Let me turn to Aetna’s effort to acquire its competitor Humana.  Our investigation showed that Aetna's acquisition of Humana would hurt seniors who rely on Medicare Advantage for their health insurance.  Congress created Medicare Advantage in 1997 to provide a market-based alternative to traditional Medicare.  Today seniors in the Medicare Advantage program benefit greatly from competition between Humana and Aetna, as both companies have fought to expand enrollment and compete in more counties across the country.  Now Aetna proposes to eliminate Humana as a fierce rival.  That means that seniors in places like Sioux City, Iowa, or Joplin, Missouri, or Lenoir, North Carolina won’t have any meaningful choices when they go to sign up for a Medicare Advantage plan.  And seniors in many other areas will also see their choices limited, their benefits reduced and their premiums go up. 

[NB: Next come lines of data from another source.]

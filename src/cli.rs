// Copyright 2026 the gentsuki-dojo authors
//
// Licensed under the Apache License, Version 2.0 (the "License");
// you may not use this file except in compliance with the License.
// You may obtain a copy of the License at
//
//     http://www.apache.org/licenses/LICENSE-2.0
//
// Unless required by applicable law or agreed to in writing, software
// distributed under the License is distributed on an "AS IS" BASIS,
// WITHOUT WARRANTIES OR CONDITIONS OF ANY KIND, either express or implied.
// See the License for the specific language governing permissions and
// limitations under the License.

use clap::Parser;

use crate::error::Fallible;
use crate::provider::gemini::GeminiProvider;
use crate::serve::server::start_server;

const DEFAULT_MODEL: &str = "gemini-3-flash-preview";

#[derive(Parser)]
#[command(version, about, long_about = None)]
enum Command {
    /// Start the exam server and open the browser.
    Serve {
        /// Port to serve on.
        #[arg(long, default_value_t = 8000)]
        port: u16,
        /// Gemini model used for question generation.
        #[arg(long, default_value = DEFAULT_MODEL)]
        model: String,
    },
}

pub fn entrypoint() -> Fallible<()> {
    let cli: Command = Command::parse();
    match cli {
        Command::Serve { port, model } => {
            let api_key = std::env::var("GEMINI_API_KEY").unwrap_or_default();
            if api_key.is_empty() {
                log::warn!(
                    "GEMINI_API_KEY is not set. Every exam will use the built-in fallback questions."
                );
            }
            let provider = GeminiProvider::new(api_key, model);
            let runtime = tokio::runtime::Runtime::new()?;
            runtime.block_on(start_server(port, provider))
        }
    }
}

In addition to the many problems I have just outlined, these two mergers both threaten to reduce competition for the many Americans who obtain health insurance through public exchanges established by the Affordable Care Act.  These four companies have been among the most active in offering insurance through the exchanges.  In particular, families and individuals in cities like St. Louis, Denver and Jacksonville today benefit from competition between Anthem and Cigna and between Aetna and Humana to deliver access to affordable, adequate health insurance coverage.  I am talking about average Americans in these cities, many previously uninsured or underinsured, who are most vulnerable to increases in insurance premiums.  But that’s exactly the risk posed by these two mergers for consumers who today rely on the exchanges.

Both Anthem and Aetna have claimed they can “fix” the problems these mergers cause by divesting bits and pieces of their businesses to smaller insurers.  But those proposed remedies are incomplete and impractical; they would not give the buyers of the divested assets the necessary tools to compete with the intensity that Cigna and Humana provide today; and they would leave consumers at risk.  Those are so-called solutions we cannot accept. 

That is why we are asking the court to block both mergers.  Our lawsuits aim to protect the many Americans who depend on these four health insurers for access to affordable, high quality health care.  Aetna's acquisition of Humana and Anthem's acquisition of Cigna may be a convenient short-cut to increased profits for those companies.  But the antitrust laws make clear that mergers are not lawful when they risk denying consumers the benefits of competition.

I want to conclude my remarks by echoing the Attorney General’s thanks to the team of lawyers, economists, paralegals and support staff at the Antitrust Division, and to our colleagues among the states' attorneys general, for the hard work that went into their thorough investigations and into filing these lawsuits today.